O formato saiu da mão dos colecionadores e reencontrou o desejo do consumidor, o que reacende a pergunta: por que o vinil desperta tanto desejo em gerações tão diferentes?

Por Paulo Terron

Nem precisa procurar muito: você vai encontrar em qualquer canto uma novidade sobre discos de vinil. Seja a de que "Lazaretto" - lançado este ano por Jack White - tornou-se o álbum mais vendido nesse formato nas últimas duas décadas ou que pela primeira vez desde 1996 o número de vinis vendidos num ano na Inglaterra ultrapassa 1 milhão de cópias.

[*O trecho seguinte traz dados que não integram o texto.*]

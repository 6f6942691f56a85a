//! Browser-flow scenarios driven through the `voltline-client` crate:
//! browse, cart, checkout, and the admin console.

#![allow(clippy::unwrap_used)]

use std::sync::Arc;

use voltline_client::storage::MemoryStorage;
use voltline_client::{AuthSession, Cart, CheckoutForm, ClientError, checkout};
use voltline_client::admin::AdminConsole;
use voltline_core::OrderStatus;
use voltline_integration_tests::{ADMIN_EMAIL, ADMIN_PASSWORD, TestContext, product_form};

#[tokio::test]
async fn browse_cart_checkout_confirmation() {
    let ctx = TestContext::new().await;
    let admin_token = ctx.admin_token().await;
    ctx.api
        .create_product(&admin_token, product_form("Pixel 9"))
        .await
        .unwrap();
    ctx.api
        .create_product(&admin_token, product_form("Pixel Buds"))
        .await
        .unwrap();

    // browse the catalog, pick a product
    let catalog = ctx.api.list_products().await.unwrap();
    assert_eq!(catalog.len(), 2);
    let pixel = ctx.api.product_by_slug("pixel-9").await.unwrap();

    // a guest session with a locally persisted cart
    let storage = Arc::new(MemoryStorage::new());
    let mut session = AuthSession::new(storage.clone());
    session.initialize().unwrap();

    let mut cart = Cart::load(storage.clone()).unwrap();
    cart.add_item(&pixel, 1).unwrap();
    cart.add_item(&pixel, 1).unwrap();
    assert_eq!(cart.total_quantity(), 2);

    // the cart survives a "reload"
    let mut cart = Cart::load(storage).unwrap();
    assert_eq!(cart.total_quantity(), 2);

    // checkout
    let form = CheckoutForm {
        address: "1 Main St, Springfield".to_owned(),
        email: "buyer@voltline.test".to_owned(),
        phone: "5551234567".to_owned(),
    };
    let confirmation = checkout::submit(&ctx.api, &session, &mut cart, &form)
        .await
        .unwrap();

    // success clears the cart and the order exists, pending
    assert!(cart.is_empty());
    let all = ctx.api.all_orders(&admin_token).await.unwrap();
    assert_eq!(all.len(), 1);
    let placed = all.first().unwrap();
    assert_eq!(placed.id, confirmation.order_id);
    assert_eq!(placed.status, OrderStatus::Pending);
    assert_eq!(placed.total_price, pixel.price * rust_decimal::Decimal::from(2));
}

#[tokio::test]
async fn client_side_validation_blocks_without_a_request() {
    let ctx = TestContext::new().await;
    let admin_token = ctx.admin_token().await;
    let product = ctx
        .api
        .create_product(&admin_token, product_form("Pixel 9"))
        .await
        .unwrap();

    let storage = Arc::new(MemoryStorage::new());
    let mut session = AuthSession::new(storage.clone());
    session.initialize().unwrap();
    let mut cart = Cart::load(storage).unwrap();
    cart.add_item(&product, 1).unwrap();

    // missing contact fields fail client-side
    let err = checkout::submit(&ctx.api, &session, &mut cart, &CheckoutForm::default())
        .await
        .unwrap_err();
    assert!(matches!(err, ClientError::Validation(_)));

    // cart untouched, nothing persisted
    assert_eq!(cart.total_quantity(), 1);
    assert!(ctx.api.all_orders(&admin_token).await.unwrap().is_empty());
}

#[tokio::test]
async fn server_rejection_leaves_cart_intact() {
    let ctx = TestContext::new().await;
    let admin_token = ctx.admin_token().await;
    let product = ctx
        .api
        .create_product(&admin_token, product_form("Pixel 9"))
        .await
        .unwrap();

    let storage = Arc::new(MemoryStorage::new());
    let mut session = AuthSession::new(storage.clone());
    session.initialize().unwrap();
    let mut cart = Cart::load(storage).unwrap();
    cart.add_item(&product, 1).unwrap();

    // passes the client's presence check but fails the server's phone
    // format validation
    let form = CheckoutForm {
        address: "1 Main St".to_owned(),
        email: "buyer@voltline.test".to_owned(),
        phone: "call me maybe".to_owned(),
    };
    let err = checkout::submit(&ctx.api, &session, &mut cart, &form)
        .await
        .unwrap_err();
    let ClientError::Api { status, .. } = err else {
        panic!("expected api error");
    };
    assert_eq!(status, 400);

    assert_eq!(cart.total_quantity(), 1);
}

#[tokio::test]
async fn authenticated_checkout_shows_up_in_order_history() {
    let ctx = TestContext::new().await;
    let admin_token = ctx.admin_token().await;
    let product = ctx
        .api
        .create_product(&admin_token, product_form("Pixel 9"))
        .await
        .unwrap();

    let storage = Arc::new(MemoryStorage::new());
    let mut session = AuthSession::new(storage.clone());
    session.initialize().unwrap();
    session
        .register(&ctx.api, "Buyer", "buyer@voltline.test", "hunter22")
        .await
        .unwrap();
    assert!(session.is_authenticated());

    let mut cart = Cart::load(storage.clone()).unwrap();
    cart.add_item(&product, 3).unwrap();

    let form = CheckoutForm {
        address: "1 Main St".to_owned(),
        email: "buyer@voltline.test".to_owned(),
        phone: "5551234567".to_owned(),
    };
    checkout::submit(&ctx.api, &session, &mut cart, &form)
        .await
        .unwrap();

    let token = session.token().unwrap().to_owned();
    let mine = ctx.api.my_orders(&token).await.unwrap();
    assert_eq!(mine.len(), 1);
    assert_eq!(mine.first().unwrap().products.first().unwrap().quantity, 3);

    // the persisted session survives a "reload" too
    let mut restored = AuthSession::new(storage);
    restored.initialize().unwrap();
    assert!(restored.is_authenticated());
}

#[tokio::test]
async fn admin_console_manages_catalog_orders_and_roles() {
    let ctx = TestContext::new().await;

    // sign in as the seeded admin through the session object
    let storage = Arc::new(MemoryStorage::new());
    let mut session = AuthSession::new(storage);
    session.initialize().unwrap();
    session
        .login(&ctx.api, ADMIN_EMAIL, ADMIN_PASSWORD)
        .await
        .unwrap();
    assert!(session.is_admin());

    let console = AdminConsole::open(ctx.api.clone(), &session).unwrap();

    // product management
    let product = console.create_product(product_form("Pixel 9")).await.unwrap();
    let listed = console.products().await.unwrap();
    assert_eq!(listed.len(), 1);

    // a customer places an order
    let buyer = ctx
        .api
        .register("Buyer", "buyer@voltline.test", "hunter22")
        .await
        .unwrap();
    let order = ctx
        .api
        .submit_order(
            Some(&buyer.token),
            &voltline_client::api::OrderSubmission {
                products: vec![voltline_client::api::OrderLine {
                    product_id: product.id,
                    quantity: 1,
                }],
                total_price: product.price,
                address: "1 Main St".to_owned(),
                email: "buyer@voltline.test".to_owned(),
                phone: "5551234567".to_owned(),
            },
        )
        .await
        .unwrap();

    // order management
    let shipped = console.set_order_status(order.id, "shipped").await.unwrap();
    assert_eq!(shipped.status, OrderStatus::Shipped);

    // role management
    let promoted = console
        .toggle_role(buyer.user.id, voltline_core::Role::Admin)
        .await
        .unwrap();
    assert_eq!(promoted.role, voltline_core::Role::Admin);

    // catalog cleanup
    console.delete_product(product.id).await.unwrap();
    assert!(console.products().await.unwrap().is_empty());
}

#[tokio::test]
async fn admin_console_refuses_plain_users() {
    let ctx = TestContext::new().await;

    let storage = Arc::new(MemoryStorage::new());
    let mut session = AuthSession::new(storage);
    session.initialize().unwrap();
    session
        .register(&ctx.api, "Shopper", "shopper@voltline.test", "hunter22")
        .await
        .unwrap();

    assert!(AdminConsole::open(ctx.api.clone(), &session).is_err());
}
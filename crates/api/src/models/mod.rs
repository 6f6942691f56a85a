//! Domain models for the API.
//!
//! These types double as the JSON wire representation: the REST surface
//! returns them directly, so serde attributes here define the API contract.

pub mod order;
pub mod product;
pub mod user;

pub use order::{NewOrder, Order, OrderLine};
pub use product::{NewProduct, Product, ProductPatch};
pub use user::User;
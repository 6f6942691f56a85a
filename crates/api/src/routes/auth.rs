//! Auth route handlers.

use axum::{Json, extract::State, http::StatusCode};
use serde::Deserialize;

use voltline_core::UserId;

use crate::error::Result;
use crate::middleware::RequireAuth;
use crate::models::User;
use crate::services::auth::{AuthResponse, LoginRequest, RegisterRequest};
use crate::state::AppState;

/// Register a user account.
pub async fn register(
    State(state): State<AppState>,
    Json(req): Json<RegisterRequest>,
) -> Result<(StatusCode, Json<AuthResponse>)> {
    let response = state.auth().register(req).await?;
    Ok((StatusCode::CREATED, Json(response)))
}

/// Login with email and password.
pub async fn login(
    State(state): State<AppState>,
    Json(req): Json<LoginRequest>,
) -> Result<Json<AuthResponse>> {
    let response = state.auth().login(req).await?;
    Ok(Json(response))
}

/// Register an admin account. Admin only.
pub async fn register_admin(
    State(state): State<AppState>,
    RequireAuth(ctx): RequireAuth,
    Json(req): Json<RegisterRequest>,
) -> Result<(StatusCode, Json<AuthResponse>)> {
    let response = state.auth().register_admin(&ctx, req).await?;
    Ok((StatusCode::CREATED, Json(response)))
}

/// Role toggle input.
#[derive(Debug, Deserialize)]
#[serde(rename_all = "camelCase")]
pub struct ToggleRoleRequest {
    pub user_id: UserId,
    pub role: String,
}

/// Set a user's role. Admin only.
pub async fn toggle_role(
    State(state): State<AppState>,
    RequireAuth(ctx): RequireAuth,
    Json(req): Json<ToggleRoleRequest>,
) -> Result<Json<User>> {
    let user = state
        .auth()
        .toggle_role(&ctx, req.user_id, &req.role)
        .await?;
    Ok(Json(user))
}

Mas não se trata de um "renascimento". O motivo é simples: esses discos nunca deixaram totalmente de existir. "Antes havia aquele papo de 'nossa, você não vai acreditar: ainda existe vinil! As pessoas ainda compram'. Agora é algo definitivo. Todo mundo compra", afirma Ben Swank, sócio de White na gravadora Third Man Records.

Há várias teses sobre como essa resistência histórica resultou numa redescoberta do vinil pelo mercado. Enquanto o CD prometia mais qualidade de som e portabilidade, os defensores do bolachão viam no tamanho uma vantagem e diziam que o som é, no mínimo, diferente dos equivalentes digitais. Sem contar elementos mais abstratos que agregam um valor imensurável, como a nostalgia e a sensação de posse física que não existe no streaming e download. Invariavelmente o amor ao vinil é centrado em algum tipo de fetiche.

Esse culto segurou o vinil até que "fãs mortais" voltassem a procurá-lo, algo que pode ser notado com o surgimento de feiras de vinil regulares em todo o Brasil - além dos inúmeros estabelecimentos comerciais que voltaram a surgir em todo o mundo.

"É possível achar lojas que só têm vinil, como a Mississippi Records, em Portland. Mas impossível que o mesmo ocorra com CDs", afirma Rodrigo Pinto, que roda o planeta explorando esse universo como codiretor do programa "Minha Loja de Discos", do canal Bis. "O vinil parece atrair mais a molecada. E uma enorme parte dos lançamentos vem com um código para download, o que torna o conteúdo portátil. Para as lojas, o vinil usado, porém, é o melhor negócio, porque elas compram barato e têm uma margem de 800%, 1000%, dependendo do estado e do quão raro é o LP", completa.

Caçadores

Há vários tipos de fã dos LPs - podem ser colecionadores dedicados, gente que trabalha com raridades e, claro, aqueles que apenas gostam de ouvir um disco

Veja abaixo

Tem amor

Única fábrica de discos de vinil da América Latina, a Polysom é um quartel-general da resistência instalada em Belford Roxo, no Rio de Janeiro, desde 1999. Lá atualmente são prensadas cerca de 7.700 mil unidades ao mês. A direção analisa como ampliar a produção - hoje a fila de espera para encomendas é de até quatro meses. "São poucas fábricas no mundo e a informação que se tem é: todas estão lotadas", conta o produtor musical e consultor da Polysom Rafael Ramos. No total, pouco mais de 40 fábricas estão em atividade no planeta.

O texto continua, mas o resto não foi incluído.